The company said content from both companies would be offered on an a la carte basis, allowing consumers to pick the channels they want.
The companies are far from deciding what a merged lineup would look like or even what the name of the company would be. Company would be based in New York but would retain a significant presence in D.C., where it owns its building.
The merger presents technical hurdles as the two satcasters use different technology to beam radio from their respective satellites.
With millions of both radios installed in high-end cars, Karmazin said the combined company would commit to supporting both technologies for years to come.
The key to survival of both companies has long been persuading the automakers to factory-install the radios, as well as convince car buyers to activate them. The combined company would have representatives of both GM and Honda represented on the board.
XM has the edge in its automaker deals, claiming 60% of the market with GM, Honda, Nissan and Hyundai. Sirius has Ford, Toyota, Chrysler, Mercedes-Benz and Volkswagen.

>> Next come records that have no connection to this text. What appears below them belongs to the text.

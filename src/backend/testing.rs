//! In-process backend for unit tests.

use std::collections::HashMap;
use std::sync::atomic::{AtomicUsize, Ordering};
use std::sync::Mutex;

use tokio::sync::Semaphore;

use super::{BackendError, MediaBackend};
use crate::model::{DeleteOutcome, DirectoryNode, MediaDetail, MediaFilter, MediaId, Pane};

#[derive(Clone, Copy, PartialEq, Eq)]
enum FetchBehavior {
    Succeed,
    Fail,
    Hang,
}

pub(crate) struct MockBackend {
    behavior: FetchBehavior,
    gate: Option<Semaphore>,
    detail_calls: AtomicUsize,
    thumbnail_calls: AtomicUsize,
    listings: Mutex<HashMap<(String, Pane), Vec<MediaId>>>,
    delete_result: Mutex<Result<DeleteOutcome, String>>,
    deleted: Mutex<Vec<(Pane, Vec<MediaId>)>>,
}

impl MockBackend {
    pub fn new() -> Self {
        Self {
            behavior: FetchBehavior::Succeed,
            gate: None,
            detail_calls: AtomicUsize::new(0),
            thumbnail_calls: AtomicUsize::new(0),
            listings: Mutex::new(HashMap::new()),
            delete_result: Mutex::new(Ok(DeleteOutcome {
                success: true,
                message: "deleted".to_string(),
            })),
            deleted: Mutex::new(Vec::new()),
        }
    }

    /// Fetches block until `release` hands out permits
    pub fn gated() -> Self {
        Self {
            gate: Some(Semaphore::new(0)),
            ..Self::new()
        }
    }

    pub fn failing() -> Self {
        Self {
            behavior: FetchBehavior::Fail,
            ..Self::new()
        }
    }

    pub fn hanging() -> Self {
        Self {
            behavior: FetchBehavior::Hang,
            ..Self::new()
        }
    }

    pub fn release(&self, permits: usize) {
        if let Some(gate) = &self.gate {
            gate.add_permits(permits);
        }
    }

    pub fn set_listing(&self, directory: &str, pane: Pane, ids: &[&str]) {
        self.listings.lock().unwrap().insert(
            (directory.to_string(), pane),
            ids.iter().map(|id| MediaId::from(*id)).collect(),
        );
    }

    pub fn set_delete_result(&self, result: Result<DeleteOutcome, String>) {
        *self.delete_result.lock().unwrap() = result;
    }

    pub fn deleted(&self) -> Vec<(Pane, Vec<MediaId>)> {
        self.deleted.lock().unwrap().clone()
    }

    pub fn detail_calls(&self) -> usize {
        self.detail_calls.load(Ordering::SeqCst)
    }

    pub fn thumbnail_calls(&self) -> usize {
        self.thumbnail_calls.load(Ordering::SeqCst)
    }

    async fn wait_turn(&self) -> Result<(), BackendError> {
        if let Some(gate) = &self.gate {
            let permit = gate
                .acquire()
                .await
                .map_err(|e| BackendError::Other(e.to_string()))?;
            permit.forget();
        }
        match self.behavior {
            FetchBehavior::Succeed => Ok(()),
            FetchBehavior::Fail => Err(BackendError::Other("mock failure".to_string())),
            FetchBehavior::Hang => std::future::pending().await,
        }
    }
}

impl MediaBackend for MockBackend {
    async fn list_directories(&self, pane: Pane) -> Result<Vec<DirectoryNode>, BackendError> {
        Ok(vec![DirectoryNode {
            id: format!("root-{}", pane.side()),
            name: "Root".to_string(),
            children: Vec::new(),
        }])
    }

    async fn list_media_ids(
        &self,
        directory: &str,
        pane: Pane,
        _filter: MediaFilter,
    ) -> Result<Vec<MediaId>, BackendError> {
        self.listings
            .lock()
            .unwrap()
            .get(&(directory.to_string(), pane))
            .cloned()
            .ok_or_else(|| BackendError::Other(format!("no listing for {}", directory)))
    }

    async fn fetch_detail(&self, id: &MediaId, pane: Pane) -> Result<MediaDetail, BackendError> {
        self.detail_calls.fetch_add(1, Ordering::SeqCst);
        self.wait_turn().await?;
        let mut detail = MediaDetail::placeholder(id);
        detail.alt = format!("{}.jpg", id);
        detail.path = Some(format!("{}/{}", pane.position(), id));
        Ok(detail)
    }

    async fn fetch_thumbnail(&self, id: &MediaId, pane: Pane) -> Result<String, BackendError> {
        self.thumbnail_calls.fetch_add(1, Ordering::SeqCst);
        self.wait_turn().await?;
        Ok(format!("thumb://{}/{}", pane.position(), id))
    }

    fn media_url(&self, id: &MediaId, pane: Pane) -> String {
        format!("media://{}/{}", pane.position(), id)
    }

    async fn delete_media(
        &self,
        ids: &[MediaId],
        pane: Pane,
    ) -> Result<DeleteOutcome, BackendError> {
        self.deleted.lock().unwrap().push((pane, ids.to_vec()));
        self.delete_result
            .lock()
            .unwrap()
            .clone()
            .map_err(BackendError::Other)
    }
}
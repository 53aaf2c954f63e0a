//! Recognized options for a gallery session.
//!
//! One [`GalleryConfig`] is built at startup (file + CLI overrides) and handed
//! to the orchestrator once; panes read what they need from it.

use std::path::{Path, PathBuf};
use std::time::Duration;

use serde::{Deserialize, Serialize};
use tracing::debug;

use crate::columns::ViewContext;
use crate::error::{GalleryError, Result};
use crate::selection::SelectionMode;

pub const DEFAULT_BASE_URL: &str = "http://localhost:5000";

#[derive(Debug, Clone, PartialEq, Serialize, Deserialize)]
#[serde(default)]
pub struct GalleryConfig {
    pub base_url: String,
    pub selection_mode: SelectionMode,
    pub view_context: ViewContext,
    /// Items prefetched right after a directory listing arrives
    pub prefetch_count: usize,
    pub cache: CacheConfig,
    pub grid: GridConfig,
}

impl Default for GalleryConfig {
    fn default() -> Self {
        Self {
            base_url: DEFAULT_BASE_URL.to_string(),
            selection_mode: SelectionMode::Multiple,
            view_context: ViewContext::DesktopSplit,
            prefetch_count: 20,
            cache: CacheConfig::default(),
            grid: GridConfig::default(),
        }
    }
}

#[derive(Debug, Clone, PartialEq, Serialize, Deserialize)]
#[serde(default)]
pub struct CacheConfig {
    pub high_water: usize,
    pub low_water: usize,
    pub fetch_timeout_secs: u64,
    pub placeholder_thumbnail: String,
}

impl Default for CacheConfig {
    fn default() -> Self {
        Self {
            high_water: 500,
            low_water: 200,
            fetch_timeout_secs: 10,
            placeholder_thumbnail: "placeholder.svg".to_string(),
        }
    }
}

impl CacheConfig {
    pub fn fetch_timeout(&self) -> Duration {
        Duration::from_secs(self.fetch_timeout_secs)
    }
}

#[derive(Debug, Clone, Copy, PartialEq, Eq, Serialize, Deserialize)]
#[serde(default)]
pub struct GridConfig {
    pub gap: u32,
    pub overscan_rows: usize,
    pub date_overlay_height: u32,
}

impl Default for GridConfig {
    fn default() -> Self {
        Self {
            gap: 8,
            overscan_rows: 6,
            date_overlay_height: 28,
        }
    }
}

impl GalleryConfig {
    /// Default location: `<config dir>/dualpane/config.json`
    pub fn default_path() -> Option<PathBuf> {
        directories::ProjectDirs::from("", "", "dualpane")
            .map(|dirs| dirs.config_dir().join("config.json"))
    }

    /// Load from an explicit file. Missing fields take defaults.
    pub fn load(path: &Path) -> Result<Self> {
        let text = std::fs::read_to_string(path).map_err(|e| GalleryError::Config {
            path: path.to_path_buf(),
            message: e.to_string(),
        })?;
        let config: GalleryConfig =
            serde_json::from_str(&text).map_err(|e| GalleryError::Config {
                path: path.to_path_buf(),
                message: e.to_string(),
            })?;
        debug!(path = %path.display(), "loaded config");
        Ok(config.normalized())
    }

    /// Load from `path`, or the default location if it exists, or defaults.
    pub fn load_or_default(path: Option<&Path>) -> Result<Self> {
        if let Some(path) = path {
            return Self::load(path);
        }
        match Self::default_path() {
            Some(default) if default.exists() => Self::load(&default),
            _ => Ok(Self::default()),
        }
    }

    /// Repair values that would break invariants instead of rejecting them
    pub fn normalized(mut self) -> Self {
        if self.cache.high_water == 0 {
            self.cache.high_water = CacheConfig::default().high_water;
        }
        if self.cache.low_water >= self.cache.high_water {
            self.cache.low_water = self.cache.high_water / 2;
        }
        // The entry just stored must survive its own eviction pass
        self.cache.low_water = self.cache.low_water.max(1);
        if self.cache.fetch_timeout_secs == 0 {
            self.cache.fetch_timeout_secs = CacheConfig::default().fetch_timeout_secs;
        }
        self
    }
}
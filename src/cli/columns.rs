use anyhow::Result;

use crate::columns::{ColumnSettings, ViewContext};
use crate::model::Pane;
use crate::settings::SettingsStore;

#[derive(Debug, Default)]
pub struct ColumnsOptions {
    /// Restrict to one pane (both when absent)
    pub pane: Option<Pane>,
    /// Restrict to one context (all when absent)
    pub context: Option<ViewContext>,
    /// New count for the selected panes and contexts
    pub set: Option<u32>,
}

#[derive(Debug, Clone, Copy, PartialEq, Eq)]
pub struct ColumnRow {
    pub pane: Pane,
    pub context: ViewContext,
    pub count: u32,
    pub bounds: (u32, u32),
}

/// Show, and optionally change, persisted column counts
pub fn run_columns(store: SettingsStore, options: ColumnsOptions) -> Result<Vec<ColumnRow>> {
    let mut settings = ColumnSettings::load(store)?;

    let panes: Vec<Pane> = match options.pane {
        Some(pane) => vec![pane],
        None => Pane::ALL.to_vec(),
    };
    let contexts: Vec<ViewContext> = match options.context {
        Some(context) => vec![context],
        None => ViewContext::ALL.to_vec(),
    };

    let mut rows = Vec::with_capacity(panes.len() * contexts.len());
    for &pane in &panes {
        for &context in &contexts {
            let count = match options.set {
                Some(count) => settings.set(pane, context, count)?,
                None => settings.get(pane, context),
            };
            rows.push(ColumnRow {
                pane,
                context,
                count,
                bounds: context.bounds(),
            });
        }
    }
    Ok(rows)
}

#[cfg(test)]
mod tests {
    use super::*;
    use tempfile::TempDir;

    #[test]
    fn test_lists_every_pane_and_context() {
        let rows = run_columns(SettingsStore::open_in_memory().unwrap(), ColumnsOptions::default())
            .unwrap();
        assert_eq!(rows.len(), 8);
        assert!(rows
            .iter()
            .all(|row| row.count == row.context.default_columns()));
    }

    #[test]
    fn test_set_is_clamped_and_persisted() {
        let temp = TempDir::new().unwrap();
        let path = temp.path().join("settings.db");

        let rows = run_columns(
            SettingsStore::open(&path).unwrap(),
            ColumnsOptions {
                pane: Some(Pane::Destination),
                context: Some(ViewContext::MobileSingle),
                set: Some(12),
            },
        )
        .unwrap();
        assert_eq!(rows.len(), 1);
        assert_eq!(rows[0].count, 6);

        let rows = run_columns(
            SettingsStore::open(&path).unwrap(),
            ColumnsOptions {
                context: Some(ViewContext::MobileSingle),
                ..Default::default()
            },
        )
        .unwrap();
        let counts: Vec<(Pane, u32)> = rows.iter().map(|r| (r.pane, r.count)).collect();
        assert_eq!(counts, vec![(Pane::Source, 4), (Pane::Destination, 6)]);
    }
}
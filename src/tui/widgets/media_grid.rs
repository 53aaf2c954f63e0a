use ratatui::{
    layout::Rect,
    prelude::*,
    widgets::{Block, Borders, Paragraph},
};

use crate::grid::GridCell;
use crate::model::{looks_like_video, Pane};
use crate::tui::colors::{
    focus_style, kind_marker, DATE_COLOR, FOCUS_COLOR, HELP_TEXT, PLACEHOLDER_COLOR, SELECTED_BG,
    UNFOCUS_COLOR,
};
use crate::tui::state::{AppState, Focus, UNITS_PER_LINE};

/// Screen rectangle of a grid cell, clipped to `area`.
///
/// `row_height` is in grid units; cells scrolled fully out of view give `None`.
pub fn cell_rect(area: Rect, cell: &GridCell, row_height: u32, scroll: u64) -> Option<Rect> {
    let per_line = UNITS_PER_LINE as i64;
    let top = (cell.y as i64 - scroll as i64).div_euclid(per_line);
    let lines = (row_height as i64 + per_line - 1) / per_line;
    let bottom = top + lines.max(1);

    let visible_top = top.max(0);
    let visible_bottom = bottom.min(area.height as i64);
    if visible_top >= visible_bottom || cell.x >= area.width as u32 {
        return None;
    }
    let width = cell.size.min(area.width as u32 - cell.x);

    Some(Rect::new(
        area.x + cell.x as u16,
        area.y + visible_top as u16,
        width as u16,
        (visible_bottom - visible_top) as u16,
    ))
}

/// Map a screen position to grid units relative to the viewport
pub fn point_to_units(area: Rect, col: u16, row: u16) -> Option<(u32, u32)> {
    if col < area.x || row < area.y || col >= area.x + area.width || row >= area.y + area.height {
        return None;
    }
    Some((
        (col - area.x) as u32,
        (row - area.y) as u32 * UNITS_PER_LINE,
    ))
}

pub fn render_media_grid(frame: &mut Frame, area: Rect, state: &mut AppState, pane: Pane) {
    let focused = state.active == pane && state.view(pane).focus == Focus::Grid;
    let gallery = state.gallery.pane(pane);

    let title = match gallery.directory() {
        Some(_) => format!(
            " {} [{}] {}/{} selected ",
            gallery.filter(),
            match gallery.mode() {
                crate::selection::SelectionMode::Single => "single",
                crate::selection::SelectionMode::Multiple => "multi",
            },
            gallery.selection().len(),
            gallery.ids().len(),
        ),
        None => " no directory ".to_string(),
    };
    let block = Block::default()
        .borders(Borders::ALL)
        .title(title)
        .border_style(focus_style(focused));
    let inner = block.inner(area);
    frame.render_widget(block, area);

    // Viewport follows the widget size before cells are laid out
    state.set_grid_area(pane, inner);

    let gallery = state.gallery.pane(pane);
    if gallery.ids().is_empty() {
        let hint = if gallery.directory().is_some() {
            "Empty"
        } else {
            "Pick a directory (Enter)"
        };
        frame.render_widget(
            Paragraph::new(hint).style(Style::default().fg(HELP_TEXT)),
            inner,
        );
        return;
    }

    let grid = gallery.grid();
    let row_height = grid.row_height();
    let scroll = grid.scroll_offset();
    let show_dates = grid.show_dates();
    let cursor = state.view(pane).cursor;

    for cell in grid.visible_cells() {
        let Some(id) = &cell.id else {
            continue;
        };
        let Some(rect) = cell_rect(inner, &cell, row_height, scroll) else {
            continue;
        };

        let selected = gallery.is_selected(id);
        let is_cursor = cell.index == cursor;
        let detail = state.gallery.detail(pane, id);
        let thumbnail = state.gallery.thumbnail(pane, id);

        let label = detail
            .as_ref()
            .map(|d| d.label().to_string())
            .unwrap_or_else(|| id.to_string());
        let is_video = detail
            .as_ref()
            .map(|d| d.is_video())
            .unwrap_or_else(|| looks_like_video(id.as_str()));

        let thumb_span = match thumbnail.as_deref() {
            None => Span::styled("…", Style::default().fg(HELP_TEXT)),
            Some(url) if url == state.gallery.cache().placeholder_thumbnail() => {
                Span::styled("✕", Style::default().fg(PLACEHOLDER_COLOR))
            }
            Some(_) => Span::styled("▣", Style::default().fg(Color::White)),
        };

        let mut lines = vec![Line::from(vec![kind_marker(is_video), Span::raw(" "), thumb_span])];
        if show_dates {
            let date = detail
                .as_ref()
                .and_then(|d| d.created_at.clone())
                .unwrap_or_default();
            lines.push(Line::from(Span::styled(date, Style::default().fg(DATE_COLOR))));
        }

        let border = if is_cursor && focused {
            Style::default().fg(FOCUS_COLOR).add_modifier(Modifier::BOLD)
        } else if is_cursor {
            Style::default().fg(Color::White)
        } else {
            Style::default().fg(UNFOCUS_COLOR)
        };
        let body = if selected {
            Style::default().bg(SELECTED_BG)
        } else {
            Style::default()
        };

        let widget = Paragraph::new(lines).style(body);
        if rect.height >= 3 && rect.width >= 3 {
            let cell_block = Block::default()
                .borders(Borders::ALL)
                .border_style(border)
                .title(label);
            frame.render_widget(widget.block(cell_block), rect);
        } else {
            frame.render_widget(widget, rect);
        }
    }
}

Under the terms of the deal, each XM shareholder would get 4.6 shares of Sirius. Shares of Washington, D.C.-based XM closed at $13.98 on Friday, while New York-based Sirius finished trading at $3.70.
News that the two were close to a deal, first reported in the New York Post on Sunday, sent shares of both companies higher on the Nasdaq in Germany. Sirius rose 27¢ to $4.01 and XM rose 47¢ to $14.59. U.S. markets were closed Monday in observance of Presidents Day.
Variety and Sirius are partners in an entertainment channel currently available through the satcaster.
(William Triplett in Washington, D.C., contributed to this report.)